[Collected data entries]
- Opening Delimiter -

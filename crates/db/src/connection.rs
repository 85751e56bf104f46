use std::time::Duration;

use sqlx::sqlite::SqlitePoolOptions;

use sift_core::config::DatabaseConfig;

pub type DbPool = sqlx::SqlitePool;

pub async fn connect(database_url: &str) -> Result<DbPool, sqlx::Error> {
    connect_with_settings(database_url, 5, 30).await
}

pub async fn connect_with_config(config: &DatabaseConfig) -> Result<DbPool, sqlx::Error> {
    connect_with_settings(&config.url, config.max_connections, config.timeout_secs).await
}

pub async fn connect_with_settings(
    database_url: &str,
    max_connections: u32,
    timeout_secs: u64,
) -> Result<DbPool, sqlx::Error> {
    SqlitePoolOptions::new()
        .max_connections(max_connections.max(1))
        .acquire_timeout(Duration::from_secs(timeout_secs.max(1)))
        .after_connect(|conn, _meta| {
            Box::pin(async move {
                sqlx::query("PRAGMA journal_mode = WAL").execute(&mut *conn).await?;
                sqlx::query("PRAGMA busy_timeout = 5000").execute(&mut *conn).await?;
                Ok(())
            })
        })
        .connect(database_url)
        .await
}

/// Round-trips a trivial query; used by readiness checks.
pub async fn ping(pool: &DbPool) -> Result<(), sqlx::Error> {
    sqlx::query("SELECT 1").execute(pool).await.map(|_| ())
}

- Closing Delimiter -

If a line in the entries above contains the word "DatabaseConfig", copy it.

■ **Result of this exercise**
use sift_core::config::DatabaseConfig;
pub async fn connect_with_config(config: &DatabaseConfig) -> Result<DbPool, sqlx::Error> {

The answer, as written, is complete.